Why proof of service matters
Courts need a reliable record that required documents reached the other side or were served through an approved method. Without proof of service, a court may hesitate to act on a motion, enter default, enforce a deadline, or conclude that a party had legally sufficient notice.
Proof of service is especially important because the consequences of notice can be serious. A party who was properly served may need to respond by a deadline. A party who was not properly served may challenge later proceedings.
Where it appears
Proof of service appears after service of summons and complaint, motions, discovery papers, notices, orders, subpoenas, and other litigation documents. It may be filed as a separate form, attached certificate, affidavit, declaration, or electronic filing entry.
How it differs from nearby terms
Proof of service is different from service of process. Service is the act of delivering legal papers under the applicable rules; proof of service is the record showing that service happened.
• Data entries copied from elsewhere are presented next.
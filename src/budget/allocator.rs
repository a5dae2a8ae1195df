// Prompt-window allocation across fixed components.
//
// Trimming priority when over the hard limit: secondary context first,
// then primary context, then conversation history (most recent words
// kept). The system prompt and the live user query are never touched,
// so the ceiling guarantee holds whenever those two fit on their own.

use serde::{Deserialize, Serialize};

use crate::budget::estimator::TokenEstimator;
use crate::retrieval::TRUNCATION_MARKER;

/// The textual components of one prompt, pre-assembly
#[derive(Debug, Clone, PartialEq, Eq, Serialize, Deserialize)]
pub struct PromptComponents {
    pub system_prompt: String,
    pub conversation: String,
    pub primary_context: String,
    pub secondary_context: String,
    pub user_query: String,
}

/// Per-component token estimates
#[derive(Debug, Clone, Copy, PartialEq, Eq, Serialize, Deserialize)]
pub struct ComponentTokens {
    pub system_prompt: usize,
    pub conversation: usize,
    pub primary_context: usize,
    pub secondary_context: usize,
    pub user_query: usize,
}

impl ComponentTokens {
    pub fn total(&self) -> usize {
        self.system_prompt
            + self.conversation
            + self.primary_context
            + self.secondary_context
            + self.user_query
    }
}

/// Budget-compliant components plus their measured token counts
#[derive(Debug, Clone, Serialize, Deserialize)]
pub struct AllocatedPrompt {
    pub components: PromptComponents,
    pub tokens: ComponentTokens,
    /// Whether any component was cut to reach compliance
    pub trimmed: bool,
}

/// Apportions a hard token ceiling across prompt components using the
/// same estimator as the retriever's budget trimming
#[derive(Debug, Clone, Default)]
pub struct BudgetAllocator {
    estimator: TokenEstimator,
}

impl BudgetAllocator {
    pub fn new() -> Self {
        Self {
            estimator: TokenEstimator::new(),
        }
    }

    /// Trim components until their combined estimate fits `hard_limit`.
    ///
    /// Already-compliant input is returned unchanged, so re-running
    /// allocate on its own output is a no-op.
    pub fn allocate(&self, components: PromptComponents, hard_limit: usize) -> AllocatedPrompt {
        let tokens = self.measure(&components);
        if tokens.total() <= hard_limit {
            return AllocatedPrompt {
                components,
                tokens,
                trimmed: false,
            };
        }

        let mut components = components;
        let mut trimmed = false;

        for slot in [Slot::SecondaryContext, Slot::PrimaryContext, Slot::Conversation] {
            let total = self.measure(&components).total();
            if total <= hard_limit {
                break;
            }
            let overage = total - hard_limit;
            let field = slot.field_mut(&mut components);
            let current = self.estimator.estimate_text(field);
            let target = current.saturating_sub(overage);
            *field = self.shrink(field, target, slot.keeps_tail());
            trimmed = true;
        }

        let tokens = self.measure(&components);
        AllocatedPrompt {
            components,
            tokens,
            trimmed,
        }
    }

    /// Estimate every component with the shared estimator
    pub fn measure(&self, components: &PromptComponents) -> ComponentTokens {
        ComponentTokens {
            system_prompt: self.estimator.estimate_text(&components.system_prompt),
            conversation: self.estimator.estimate_text(&components.conversation),
            primary_context: self.estimator.estimate_text(&components.primary_context),
            secondary_context: self.estimator.estimate_text(&components.secondary_context),
            user_query: self.estimator.estimate_text(&components.user_query),
        }
    }

    fn shrink(&self, text: &str, target_tokens: usize, keep_tail: bool) -> String {
        let words: Vec<&str> = text.split_whitespace().collect();
        let fit = self.estimator.words_fitting(target_tokens);
        if fit >= words.len() {
            return text.to_string();
        }
        if fit == 0 {
            return String::new();
        }
        if keep_tail {
            words[words.len() - fit..].join(" ")
        } else {
            format!("{}{}", words[..fit].join(" "), TRUNCATION_MARKER)
        }
    }
}

#[derive(Clone, Copy)]
enum Slot {
    SecondaryContext,
    PrimaryContext,
    Conversation,
}

impl Slot {
    fn field_mut<'a>(&self, components: &'a mut PromptComponents) -> &'a mut String {
        match self {
            Self::SecondaryContext => &mut components.secondary_context,
            Self::PrimaryContext => &mut components.primary_context,
            Self::Conversation => &mut components.conversation,
        }
    }

    /// Conversation keeps its most recent words; context keeps its head
    fn keeps_tail(&self) -> bool {
        matches!(self, Self::Conversation)
    }
}

#[cfg(test)]
mod tests {
    use super::*;

    fn words(prefix: &str, n: usize) -> String {
        (0..n).map(|i| format!("{}{}", prefix, i)).collect::<Vec<_>>().join(" ")
    }

    fn sample(conv: usize, primary: usize, secondary: usize) -> PromptComponents {
        PromptComponents {
            system_prompt: words("sys", 20),
            conversation: words("conv", conv),
            primary_context: words("pri", primary),
            secondary_context: words("sec", secondary),
            user_query: words("q", 10),
        }
    }

    #[test]
    fn test_compliant_input_unchanged() {
        let allocator = BudgetAllocator::new();
        let components = sample(50, 100, 50);

        let allocated = allocator.allocate(components.clone(), 10_000);
        assert!(!allocated.trimmed);
        assert_eq!(allocated.components, components);
    }

    #[test]
    fn test_secondary_trimmed_first() {
        let allocator = BudgetAllocator::new();
        let components = sample(50, 100, 200);
        let before = allocator.measure(&components);
        // Limit just under the total: secondary absorbs the whole cut
        let limit = before.total() - 50;

        let allocated = allocator.allocate(components.clone(), limit);
        assert!(allocated.trimmed);
        assert!(allocated.tokens.secondary_context < before.secondary_context);
        assert_eq!(allocated.components.primary_context, components.primary_context);
        assert_eq!(allocated.components.conversation, components.conversation);
        assert!(allocated.tokens.total() <= limit);
    }

    #[test]
    fn test_primary_trimmed_after_secondary_exhausted() {
        let allocator = BudgetAllocator::new();
        let components = sample(50, 200, 30);
        let before = allocator.measure(&components);
        // Overage larger than all of secondary: primary absorbs the rest
        let limit = before.total() - before.secondary_context - 100;

        let allocated = allocator.allocate(components.clone(), limit);
        assert!(allocated.components.secondary_context.is_empty());
        assert!(allocated.tokens.primary_context < before.primary_context);
        assert!(allocated.tokens.total() <= limit);
    }

    #[test]
    fn test_conversation_keeps_most_recent_words() {
        let allocator = BudgetAllocator::new();
        let components = sample(200, 100, 50);
        let before = allocator.measure(&components);
        let limit =
            before.total() - before.secondary_context - before.primary_context - 100;

        let allocated = allocator.allocate(components, limit);
        assert!(allocated.components.primary_context.is_empty());
        assert!(allocated.components.secondary_context.is_empty());
        // Tail survives, head is dropped
        assert!(allocated.components.conversation.ends_with("conv199"));
        assert!(!allocated.components.conversation.starts_with("conv0"));
        assert!(allocated.tokens.total() <= limit);
    }

    #[test]
    fn test_system_prompt_and_query_never_touched() {
        let allocator = BudgetAllocator::new();
        let components = sample(100, 100, 100);
        let allocated = allocator.allocate(components.clone(), 1);

        assert_eq!(allocated.components.system_prompt, components.system_prompt);
        assert_eq!(allocated.components.user_query, components.user_query);
    }

    #[test]
    fn test_allocate_is_idempotent() {
        let allocator = BudgetAllocator::new();
        let components = sample(100, 150, 120);
        let limit = 300;

        let once = allocator.allocate(components, limit);
        let twice = allocator.allocate(once.components.clone(), limit);

        assert!(!twice.trimmed);
        assert_eq!(once.components, twice.components);
        assert_eq!(once.tokens, twice.tokens);
    }
}
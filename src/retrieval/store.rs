//! Knowledge store boundary
//!
//! The store owns persistence and indexing; this core only reads.
//! Both fetch methods are pure reads and must tolerate `limit` up to
//! three times the caller's top_k.

use async_trait::async_trait;
use chrono::{DateTime, Utc};
use serde::{Deserialize, Serialize};

use crate::errors::Result;
use crate::router::KnowledgeCategory;

/// One retrievable passage of tenant knowledge
#[derive(Debug, Clone, Serialize, Deserialize)]
pub struct KnowledgeChunk {
    pub id: String,
    pub tenant_id: String,
    pub category: KnowledgeCategory,
    pub title: String,
    /// Non-empty passage text
    pub text: String,
    pub word_count: usize,
    /// Precomputed vector; dimension is constant across a tenant's index
    pub embedding: Option<Vec<f32>>,
    pub source_id: Option<String>,
    pub updated_at: Option<DateTime<Utc>>,
}

/// Vector search hit: chunk plus cosine distance (0 = identical)
#[derive(Debug, Clone)]
pub struct VectorHit {
    pub chunk: KnowledgeChunk,
    pub distance: f32,
}

/// Lexical search hit: chunk plus keyword-relevance score in [0, 1],
/// title matches weighted higher than body matches
#[derive(Debug, Clone)]
pub struct KeywordHit {
    pub chunk: KnowledgeChunk,
    pub score: f32,
}

/// Read-only contract over the tenant knowledge indexes
#[async_trait]
pub trait KnowledgeStore: Send + Sync {
    /// Nearest chunks by cosine distance, ordered ascending by distance.
    /// An error means the vector index is unavailable for this category.
    async fn fetch_nearest_by_vector(
        &self,
        tenant: &str,
        category: KnowledgeCategory,
        vector: &[f32],
        limit: usize,
    ) -> Result<Vec<VectorHit>>;

    /// Chunks ranked by keyword relevance, ordered descending by score
    async fn fetch_by_keyword(
        &self,
        tenant: &str,
        category: KnowledgeCategory,
        query: &str,
        limit: usize,
    ) -> Result<Vec<KeywordHit>>;
}
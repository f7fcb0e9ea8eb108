//! Error kinds for a report run.
//!
//! Every error here is fatal: a report is all-or-nothing, so a single bad
//! row aborts the run before any output is written.

use std::path::PathBuf;

/// A CSV row that could not be turned into an [`Activity`](crate::activity::Activity).
#[derive(Debug, thiserror::Error)]
pub enum MalformedRecordError {
    #[error("expected at least {expected} columns, found {found}")]
    MissingColumns { expected: usize, found: usize },

    #[error("invalid start time '{value}': {source}")]
    StartTime {
        value: String,
        #[source]
        source: chrono::ParseError,
    },

    #[error("invalid duration '{0}': expected H:M:S")]
    Duration(String),

    #[error("invalid {field} '{value}': not a decimal number")]
    Decimal { field: &'static str, value: String },

    #[error("{field} '{value}' is out of range")]
    OutOfRange { field: &'static str, value: String },

    #[error("unknown activity type '{0}'")]
    UnknownType(String),
}

/// Errors that terminate a report run.
#[derive(Debug, thiserror::Error)]
pub enum StatsError {
    #[error("Need one argument: the CSV exported from Elevate")]
    InvalidArguments,

    #[error("{} is not a file", .0.display())]
    InputNotFound(PathBuf),

    /// `row` is 1-based and does not count the header.
    #[error("row {row}: {source}")]
    MalformedRecord {
        row: usize,
        #[source]
        source: MalformedRecordError,
    },
}
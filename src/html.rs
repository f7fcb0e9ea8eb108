//! HTML rendering of a [`Report`].

use crate::activity::Activity;
use crate::aggregate::{CrossRow, CrossTable, RowLabel};
use crate::ranking::Leaderboard;
use crate::report::{Report, Section};
use maud::{html, Markup, PreEscaped, DOCTYPE};
use rust_decimal::{Decimal, RoundingStrategy};

const CSS: &str = r#"
html {
    font-size: 12pt;
    line-height: 1.2;
}
body {
    font-family: georgia;
    max-width: 1000px;
    margin: 0 auto;
}
table {
    border-collapse: collapse;
}
table, th, td {
    border: 1px solid black;
}
th, td {
    min-width: 80px;
    padding: 5px;
}
td.number {
    text-align: right;
}
td.Ride, td.VirtualRide, td.Cycling {
    background: #B1D4EC;
}
td.Walk, td.Hike, td.Walking {
    background: #F1D8C5;
}
td.Run {
    background: #F9F0C2;
}
td.Rowing {
    background: #B3B8DF;
}
td.Kayaking {
    background: #ECE9DD;
}
td.all {
    background: #D6F8E0;
}
td.total, td.all, th {
    font-weight: bold;
}
th {
    background: lightgray;
}
"#;

/// Render the whole report as a standalone page.
pub fn render_report(report: &Report<'_>) -> Markup {
    html! {
        (DOCTYPE)
        html {
            head {
                meta charset="utf-8";
                title { (report.title) }
                style { (PreEscaped(CSS)) }
            }
            body {
                h1 { (report.title) }
                @for section in &report.sections {
                    @match section {
                        Section::Aggregate(table) => (cross_table(table)),
                        Section::Leaderboard(board) => (leaderboard(board, report.show_names)),
                    }
                }
            }
        }
    }
}

fn cross_table(table: &CrossTable) -> Markup {
    html! {
        h2 { (table.measure.aggregate_title()) }
        table {
            thead {
                tr {
                    th { "\\" }
                    @for column in &table.columns {
                        th { (column.to_string()) }
                    }
                }
            }
            tbody {
                @for row in &table.rows {
                    (cross_row(table, row))
                }
                (cross_row(table, &table.total))
            }
        }
    }
}

fn cross_row(table: &CrossTable, row: &CrossRow) -> Markup {
    let total = if row.label == RowLabel::Total { " total" } else { "" };
    html! {
        tr {
            th { (row.label.to_string()) }
            @for (column, value) in table.columns.iter().zip(&row.cells) {
                td class=(format!("number{} {}", total, column.style_tag())) {
                    (format_aggregate(*value))
                }
            }
        }
    }
}

fn leaderboard(board: &Leaderboard<'_>, show_names: bool) -> Markup {
    html! {
        h2 { (board.title()) }
        (leaderboard_table(board, &board.all_time, show_names))
        @for year in &board.by_year {
            h3 { (year.year) }
            (leaderboard_table(board, &year.entries, show_names))
        }
    }
}

fn leaderboard_table(board: &Leaderboard<'_>, entries: &[&Activity], show_names: bool) -> Markup {
    html! {
        table {
            thead {
                tr {
                    th { "Measure" }
                    th { "Date" }
                    @if show_names {
                        th { "Name" }
                    }
                }
            }
            tbody {
                @for activity in entries {
                    tr {
                        td class=(format!("number {}", activity.activity_type)) {
                            (format_single(board.measure.value(activity)))
                        }
                        td class=(format!("date {}", activity.activity_type)) {
                            (activity.started.date_naive().to_string())
                        }
                        @if show_names {
                            td class=(format!("name {}", activity.activity_type)) {
                                (activity.name.as_deref().unwrap_or(""))
                            }
                        }
                    }
                }
            }
        }
    }
}

/// Whole number with thousands separators, rounded half-up: `12,346`.
pub fn format_aggregate(value: Decimal) -> String {
    let mut rounded = value.round_dp_with_strategy(0, RoundingStrategy::MidpointAwayFromZero);
    if rounded.is_zero() {
        return "0".to_string();
    }
    rounded.rescale(0);
    let text = rounded.to_string();
    let (sign, digits) = match text.strip_prefix('-') {
        Some(digits) => ("-", digits),
        None => ("", text.as_str()),
    };

    let mut grouped = String::with_capacity(digits.len() + digits.len() / 3);
    for (i, c) in digits.chars().enumerate() {
        if i > 0 && (digits.len() - i) % 3 == 0 {
            grouped.push(',');
        }
        grouped.push(c);
    }
    format!("{}{}", sign, grouped)
}

/// One decimal place, rounded half-up: `12.3`.
pub fn format_single(value: Decimal) -> String {
    let mut rounded = value.round_dp_with_strategy(1, RoundingStrategy::MidpointAwayFromZero);
    if rounded.is_zero() {
        rounded = Decimal::ZERO;
    }
    rounded.rescale(1);
    rounded.to_string()
}
//! Grouped views over a parsed activity list and sums over them.
//!
//! The indices store input positions rather than references, so any subset
//! can be rebuilt as a set union of index entries and handed back in
//! input order.

use crate::activity::{Activity, ActivityType, ActivityTypeGroup, Measure};
use rust_decimal::Decimal;
use std::collections::BTreeMap;
use std::fmt;

/// Sum `measure` over `activities`. Zero for an empty subset.
///
/// Saturates at `Decimal::MAX`/`MIN`; parsed values are bounded well below that.
pub fn sum_measure<'a, I, F>(activities: I, measure: F) -> Decimal
where
    I: IntoIterator<Item = &'a Activity>,
    F: Fn(&Activity) -> Decimal,
{
    activities
        .into_iter()
        .fold(Decimal::ZERO, |sum, a| sum.saturating_add(measure(a)))
}

/// What a table column (or a leaderboard) selects from the activity list.
#[derive(Debug, Clone, Copy, PartialEq, Eq, Hash)]
pub enum Column {
    Group(ActivityTypeGroup),
    Type(ActivityType),
    All,
}

impl Column {
    /// Columns of a cross table: groups, then types, then `All`.
    pub fn cross_table_columns() -> Vec<Column> {
        ActivityTypeGroup::ALL
            .iter()
            .map(|g| Column::Group(*g))
            .chain(ActivityType::ALL.iter().map(|t| Column::Type(*t)))
            .chain(std::iter::once(Column::All))
            .collect()
    }

    /// Style tag used to color-code cells.
    pub fn style_tag(self) -> &'static str {
        match self {
            Column::Group(group) => group.name(),
            Column::Type(t) => t.name(),
            Column::All => "all",
        }
    }
}

impl fmt::Display for Column {
    fn fmt(&self, f: &mut fmt::Formatter<'_>) -> fmt::Result {
        match self {
            Column::Group(group) => f.write_str(group.name()),
            Column::Type(t) => f.write_str(t.name()),
            Column::All => f.write_str("All"),
        }
    }
}

/// Year, type and type-by-year indices over one immutable activity list.
#[derive(Debug)]
pub struct ActivityIndex<'a> {
    activities: &'a [Activity],
    by_year: BTreeMap<i32, Vec<usize>>,
    by_type: BTreeMap<ActivityType, Vec<usize>>,
    by_type_and_year: BTreeMap<ActivityType, BTreeMap<i32, Vec<usize>>>,
}

impl<'a> ActivityIndex<'a> {
    pub fn new(activities: &'a [Activity]) -> Self {
        let mut by_year: BTreeMap<i32, Vec<usize>> = BTreeMap::new();
        let mut by_type: BTreeMap<ActivityType, Vec<usize>> = BTreeMap::new();
        let mut by_type_and_year: BTreeMap<ActivityType, BTreeMap<i32, Vec<usize>>> =
            BTreeMap::new();

        for (pos, activity) in activities.iter().enumerate() {
            let year = activity.year();
            by_year.entry(year).or_default().push(pos);
            by_type.entry(activity.activity_type).or_default().push(pos);
            by_type_and_year
                .entry(activity.activity_type)
                .or_default()
                .entry(year)
                .or_default()
                .push(pos);
        }

        log::debug!(
            "Indexed {} activities over {} years and {} types",
            activities.len(),
            by_year.len(),
            by_type.len()
        );

        Self {
            activities,
            by_year,
            by_type,
            by_type_and_year,
        }
    }

    /// Distinct years, ascending.
    pub fn years(&self) -> Vec<i32> {
        self.by_year.keys().copied().collect()
    }

    pub fn year(&self, year: i32) -> Vec<&'a Activity> {
        self.resolve(self.by_year.get(&year).map(Vec::as_slice).unwrap_or(&[]))
    }

    pub fn of_type(&self, activity_type: ActivityType) -> Vec<&'a Activity> {
        self.resolve(self.type_positions(activity_type, None))
    }

    pub fn of_type_in_year(&self, activity_type: ActivityType, year: i32) -> Vec<&'a Activity> {
        self.resolve(self.type_positions(activity_type, Some(year)))
    }

    /// Activities selected by `column`, restricted to `year` when given.
    ///
    /// Groups are the set union of their member types' entries, in input order.
    pub fn select(&self, column: Column, year: Option<i32>) -> Vec<&'a Activity> {
        match column {
            Column::All => match year {
                Some(y) => self.year(y),
                None => self.activities.iter().collect(),
            },
            Column::Type(t) => self.resolve(self.type_positions(t, year)),
            Column::Group(group) => {
                let mut union: Vec<usize> = group
                    .types()
                    .iter()
                    .flat_map(|t| self.type_positions(*t, year).iter().copied())
                    .collect();
                union.sort_unstable();
                union.dedup();
                self.resolve(&union)
            }
        }
    }

    /// Years in which `column` has at least one activity, ascending.
    pub fn years_of(&self, column: Column) -> Vec<i32> {
        self.years()
            .into_iter()
            .filter(|y| !self.select(column, Some(*y)).is_empty())
            .collect()
    }

    fn type_positions(&self, activity_type: ActivityType, year: Option<i32>) -> &[usize] {
        let positions = match year {
            Some(y) => self
                .by_type_and_year
                .get(&activity_type)
                .and_then(|years| years.get(&y)),
            None => self.by_type.get(&activity_type),
        };
        positions.map(Vec::as_slice).unwrap_or(&[])
    }

    fn resolve(&self, positions: &[usize]) -> Vec<&'a Activity> {
        positions.iter().map(|&pos| &self.activities[pos]).collect()
    }
}

/// Row label of a cross table.
#[derive(Debug, Clone, Copy, PartialEq, Eq)]
pub enum RowLabel {
    Year(i32),
    Total,
}

impl fmt::Display for RowLabel {
    fn fmt(&self, f: &mut fmt::Formatter<'_>) -> fmt::Result {
        match self {
            RowLabel::Year(y) => write!(f, "{}", y),
            RowLabel::Total => f.write_str("Total"),
        }
    }
}

#[derive(Debug, Clone, PartialEq)]
pub struct CrossRow {
    pub label: RowLabel,
    /// One value per column of the owning table
    pub cells: Vec<Decimal>,
}

/// Year-by-column totals of one measure, with a trailing `Total` row.
#[derive(Debug, Clone, PartialEq)]
pub struct CrossTable {
    pub measure: Measure,
    pub columns: Vec<Column>,
    pub rows: Vec<CrossRow>,
    pub total: CrossRow,
}

impl CrossTable {
    pub fn build(index: &ActivityIndex<'_>, measure: Measure) -> Self {
        let columns = Column::cross_table_columns();
        let row = |label: RowLabel| {
            let year = match label {
                RowLabel::Year(y) => Some(y),
                RowLabel::Total => None,
            };
            let cells = columns
                .iter()
                .map(|c| sum_measure(index.select(*c, year), |a| measure.value(a)))
                .collect();
            CrossRow { label, cells }
        };

        let rows = index
            .years()
            .into_iter()
            .map(|y| row(RowLabel::Year(y)))
            .collect();
        let total = row(RowLabel::Total);

        Self {
            measure,
            columns,
            rows,
            total,
        }
    }

    /// Value at (`label`, `column`), if both exist.
    pub fn cell(&self, label: RowLabel, column: Column) -> Option<Decimal> {
        let col = self.columns.iter().position(|c| *c == column)?;
        let row = match label {
            RowLabel::Total => &self.total,
            RowLabel::Year(_) => self.rows.iter().find(|r| r.label == label)?,
        };
        row.cells.get(col).copied()
    }
}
It is also different from legal notice, which is the broader concept of legally sufficient communication.
Practical example
A process server delivers a summons and complaint to a defendant’s authorized agent. The server then signs a proof of service stating the date, time, address, method, and name of the person served. The plaintiff files that proof with the court.
Related terms
Quick check
Service is the delivery step. Proof of service is the evidence or filing that documents the delivery step.